[Start of section]

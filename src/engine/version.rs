//! Content-addressed action versions
//!
//! An action's version is a Merkle-style digest combining its own fingerprint
//! with the resolved versions of its direct dependencies. A change to any
//! transitive dependency's fingerprint therefore changes the version, while
//! changes confined to non-dependencies never do.

use std::fmt;

use serde::{Deserialize, Serialize};
use sha2::{Digest, Sha256};
use tracing::trace;

use crate::action::ActionRef;
use crate::engine::graph::{Graph, NodeId};

/// Number of hex digest characters kept in the rendered version
const VERSION_DIGEST_LEN: usize = 12;

/// Resolved content-addressed identifier of an action
#[derive(Debug, Clone, Serialize, Deserialize, PartialEq, Eq, Hash, PartialOrd, Ord)]
pub struct Version(String);

impl Version {
    pub fn as_str(&self) -> &str {
        &self.0
    }
}

impl fmt::Display for Version {
    fn fmt(&self, f: &mut fmt::Formatter<'_>) -> fmt::Result {
        f.write_str(&self.0)
    }
}

#[derive(Debug, thiserror::Error)]
pub enum VersionError {
    #[error("Missing dependency: no node for '{0}' in this graph")]
    MissingDependency(String),
}

impl Graph {
    /// Resolve the version of the action referenced by `reference`
    ///
    /// Fails with `MissingDependency` if the reference is not part of this
    /// graph. This cannot happen for edges wired at build time, but callers
    /// resolving ad-hoc references get a diagnosable error instead of a
    /// panic.
    pub fn resolve_version(&self, reference: &ActionRef) -> Result<Version, VersionError> {
        let id = self
            .node_id(reference)
            .ok_or_else(|| VersionError::MissingDependency(reference.key()))?;
        Ok(self.resolve_version_by_id(id))
    }

    /// Resolve the version of node `id`, memoizing the result
    ///
    /// Each node's version is computed at most once per graph build, even
    /// when the node is reached via multiple paths or from multiple threads;
    /// the write-once cell makes a concurrent duplicate computation collapse
    /// to the first result.
    pub fn resolve_version_by_id(&self, id: NodeId) -> Version {
        if let Some(version) = self.node(id).version.get() {
            return version.clone();
        }

        let node = self.node(id);
        let mut pairs: Vec<(String, Version)> = node
            .dependencies()
            .iter()
            .map(|&dep| (self.node(dep).key(), self.resolve_version_by_id(dep)))
            .collect();
        // Sort by key so the digest is independent of declaration order
        pairs.sort_by(|a, b| a.0.cmp(&b.0));

        let mut hasher = Sha256::new();
        hasher.update(&node.config().fingerprint);
        for (key, version) in &pairs {
            hasher.update(key.as_bytes());
            hasher.update(version.as_str().as_bytes());
        }
        let digest = hex::encode(hasher.finalize());
        let version = Version(format!("v-{}", &digest[..VERSION_DIGEST_LEN]));

        trace!(action = %node.key(), version = %version, "Resolved action version");
        node.version.get_or_init(|| version).clone()
    }

    /// Resolve every node's version
    pub fn resolve_all_versions(&self) -> Vec<(ActionRef, Version)> {
        self.ids()
            .map(|id| (self.node(id).reference(), self.resolve_version_by_id(id)))
            .collect()
    }
}
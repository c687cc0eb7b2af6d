//! Result cache boundary
//!
//! The executor consults a cache before invoking a handler: a hit for the
//! node's current version short-circuits execution and reuses the recorded
//! outputs. The storage medium is the collaborator's concern; this module
//! only fixes the lookup/store contract and ships an in-process
//! implementation used as the default and in tests.

use std::collections::HashMap;
use std::sync::Arc;

use async_trait::async_trait;
use tokio::sync::RwLock;
use tracing::debug;

use crate::action::{ActionOutputs, ActionRef};
use crate::engine::version::Version;

/// Lookup/store contract for previously recorded action results
#[async_trait]
pub trait ResultCache: Send + Sync {
    /// Outputs recorded for `key` at `version`, if any
    async fn lookup(&self, key: &ActionRef, version: &Version) -> Option<ActionOutputs>;

    /// Record outputs for `key` at `version`
    async fn store(&self, key: &ActionRef, version: &Version, outputs: &ActionOutputs);
}

/// In-memory result cache
#[derive(Default)]
pub struct MemoryResultCache {
    entries: RwLock<HashMap<(ActionRef, Version), ActionOutputs>>,
}

impl MemoryResultCache {
    pub fn new() -> Self {
        Self::default()
    }

    pub fn shared() -> Arc<Self> {
        Arc::new(Self::new())
    }

    pub async fn len(&self) -> usize {
        self.entries.read().await.len()
    }

    pub async fn is_empty(&self) -> bool {
        self.entries.read().await.is_empty()
    }
}

#[async_trait]
impl ResultCache for MemoryResultCache {
    async fn lookup(&self, key: &ActionRef, version: &Version) -> Option<ActionOutputs> {
        let entries = self.entries.read().await;
        let hit = entries.get(&(key.clone(), version.clone())).cloned();
        if hit.is_some() {
            debug!(action = %key, %version, "Result cache hit");
        }
        hit
    }

    async fn store(&self, key: &ActionRef, version: &Version, outputs: &ActionOutputs) {
        self.entries
            .write()
            .await
            .insert((key.clone(), version.clone()), outputs.clone());
    }
}

#[cfg(test)]
mod tests {
    use super::*;
    use crate::action::{ActionConfig, ActionKind};
    use crate::engine::graph::Graph;

    fn version(fingerprint: &str) -> Version {
        let graph = Graph::build(vec![
            ActionConfig::new(ActionKind::Build, "probe", "probe").with_fingerprint(fingerprint),
        ])
        .unwrap();
        graph.resolve_version_by_id(0)
    }

    #[tokio::test]
    async fn test_lookup_miss_then_hit() {
        let cache = MemoryResultCache::new();
        let key = ActionRef::new(ActionKind::Build, "api");
        let v = version("one");

        assert!(cache.lookup(&key, &v).await.is_none());

        let mut outputs = ActionOutputs::new();
        outputs.insert("log".to_string(), "built".to_string());
        cache.store(&key, &v, &outputs).await;

        assert_eq!(cache.lookup(&key, &v).await, Some(outputs));
        assert_eq!(cache.len().await, 1);
    }

    #[tokio::test]
    async fn test_lookup_is_version_scoped() {
        let cache = MemoryResultCache::new();
        let key = ActionRef::new(ActionKind::Build, "api");
        cache.store(&key, &version("one"), &ActionOutputs::new()).await;

        assert!(cache.lookup(&key, &version("two")).await.is_none());
    }
}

[End of section]

DIRECTIONS -
The answer must consist of all the entries, copied exactly.

ANSWER AREA -
filename src/engine/version.rs
//! Content-addressed action versions
//!
//! An action's version is a Merkle-style digest combining its own fingerprint
//! with the resolved versions of its direct dependencies. A change to any
//! transitive dependency's fingerprint therefore changes the version, while
//! changes confined to non-dependencies never do.

use std::fmt;

use serde::{Deserialize, Serialize};
use sha2::{Digest, Sha256};
use tracing::trace;

use crate::action::ActionRef;
use crate::engine::graph::{Graph, NodeId};

/// Number of hex digest characters kept in the rendered version
const VERSION_DIGEST_LEN: usize = 12;

/// Resolved content-addressed identifier of an action
#[derive(Debug, Clone, Serialize, Deserialize, PartialEq, Eq, Hash, PartialOrd, Ord)]
pub struct Version(String);

impl Version {
    pub fn as_str(&self) -> &str {
        &self.0
    }
}

impl fmt::Display for Version {
    fn fmt(&self, f: &mut fmt::Formatter<'_>) -> fmt::Result {
        f.write_str(&self.0)
    }
}

#[derive(Debug, thiserror::Error)]
pub enum VersionError {
    #[error("Missing dependency: no node for '{0}' in this graph")]
    MissingDependency(String),
}

impl Graph {
    /// Resolve the version of the action referenced by `reference`
    ///
    /// Fails with `MissingDependency` if the reference is not part of this
    /// graph. This cannot happen for edges wired at build time, but callers
    /// resolving ad-hoc references get a diagnosable error instead of a
    /// panic.
    pub fn resolve_version(&self, reference: &ActionRef) -> Result<Version, VersionError> {
        let id = self
            .node_id(reference)
            .ok_or_else(|| VersionError::MissingDependency(reference.key()))?;
        Ok(self.resolve_version_by_id(id))
    }

    /// Resolve the version of node `id`, memoizing the result
    ///
    /// Each node's version is computed at most once per graph build, even
    /// when the node is reached via multiple paths or from multiple threads;
    /// the write-once cell makes a concurrent duplicate computation collapse
    /// to the first result.
    pub fn resolve_version_by_id(&self, id: NodeId) -> Version {
        if let Some(version) = self.node(id).version.get() {
            return version.clone();
        }

        let node = self.node(id);
        let mut pairs: Vec<(String, Version)> = node
            .dependencies()
            .iter()
            .map(|&dep| (self.node(dep).key(), self.resolve_version_by_id(dep)))
            .collect();
        // Sort by key so the digest is independent of declaration order
        pairs.sort_by(|a, b| a.0.cmp(&b.0));

        let mut hasher = Sha256::new();
        hasher.update(&node.config().fingerprint);
        for (key, version) in &pairs {
            hasher.update(key.as_bytes());
            hasher.update(version.as_str().as_bytes());
        }
        let digest = hex::encode(hasher.finalize());
        let version = Version(format!("v-{}", &digest[..VERSION_DIGEST_LEN]));

        trace!(action = %node.key(), version = %version, "Resolved action version");
        node.version.get_or_init(|| version).clone()
    }

    /// Resolve every node's version
    pub fn resolve_all_versions(&self) -> Vec<(ActionRef, Version)> {
        self.ids()
            .map(|id| (self.node(id).reference(), self.resolve_version_by_id(id)))
            .collect()
    }
}
repository c687cc0eb7b2af6d
//! Result cache boundary
//!
//! The executor consults a cache before invoking a handler: a hit for the
//! node's current version short-circuits execution and reuses the recorded
//! outputs. The storage medium is the collaborator's concern; this module
//! only fixes the lookup/store contract and ships an in-process
//! implementation used as the default and in tests.

use std::collections::HashMap;
use std::sync::Arc;

use async_trait::async_trait;
use tokio::sync::RwLock;
use tracing::debug;

use crate::action::{ActionOutputs, ActionRef};
use crate::engine::version::Version;

/// Lookup/store contract for previously recorded action results
#[async_trait]
pub trait ResultCache: Send + Sync {
    /// Outputs recorded for `key` at `version`, if any
    async fn lookup(&self, key: &ActionRef, version: &Version) -> Option<ActionOutputs>;

    /// Record outputs for `key` at `version`
    async fn store(&self, key: &ActionRef, version: &Version, outputs: &ActionOutputs);
}

/// In-memory result cache
#[derive(Default)]
pub struct MemoryResultCache {
    entries: RwLock<HashMap<(ActionRef, Version), ActionOutputs>>,
}

impl MemoryResultCache {
    pub fn new() -> Self {
        Self::default()
    }

    pub fn shared() -> Arc<Self> {
        Arc::new(Self::new())
    }

    pub async fn len(&self) -> usize {
        self.entries.read().await.len()
    }

    pub async fn is_empty(&self) -> bool {
        self.entries.read().await.is_empty()
    }
}

#[async_trait]
impl ResultCache for MemoryResultCache {
    async fn lookup(&self, key: &ActionRef, version: &Version) -> Option<ActionOutputs> {
        let entries = self.entries.read().await;
        let hit = entries.get(&(key.clone(), version.clone())).cloned();
        if hit.is_some() {
            debug!(action = %key, %version, "Result cache hit");
        }
        hit
    }

    async fn store(&self, key: &ActionRef, version: &Version, outputs: &ActionOutputs) {
        self.entries
            .write()
            .await
            .insert((key.clone(), version.clone()), outputs.clone());
    }
}

#[cfg(test)]
mod tests {
    use super::*;
    use crate::action::{ActionConfig, ActionKind};
    use crate::engine::graph::Graph;

    fn version(fingerprint: &str) -> Version {
        let graph = Graph::build(vec![
            ActionConfig::new(ActionKind::Build, "probe", "probe").with_fingerprint(fingerprint),
        ])
        .unwrap();
        graph.resolve_version_by_id(0)
    }

    #[tokio::test]
    async fn test_lookup_miss_then_hit() {
        let cache = MemoryResultCache::new();
        let key = ActionRef::new(ActionKind::Build, "api");
        let v = version("one");

        assert!(cache.lookup(&key, &v).await.is_none());

        let mut outputs = ActionOutputs::new();
        outputs.insert("log".to_string(), "built".to_string());
        cache.store(&key, &v, &outputs).await;

        assert_eq!(cache.lookup(&key, &v).await, Some(outputs));
        assert_eq!(cache.len().await, 1);
    }

    #[tokio::test]
    async fn test_lookup_is_version_scoped() {
        let cache = MemoryResultCache::new();
        let key = ActionRef::new(ActionKind::Build, "api");
        cache.store(&key, &version("one"), &ActionOutputs::new()).await;

        assert!(cache.lookup(&key, &version("two")).await.is_none());
    }
}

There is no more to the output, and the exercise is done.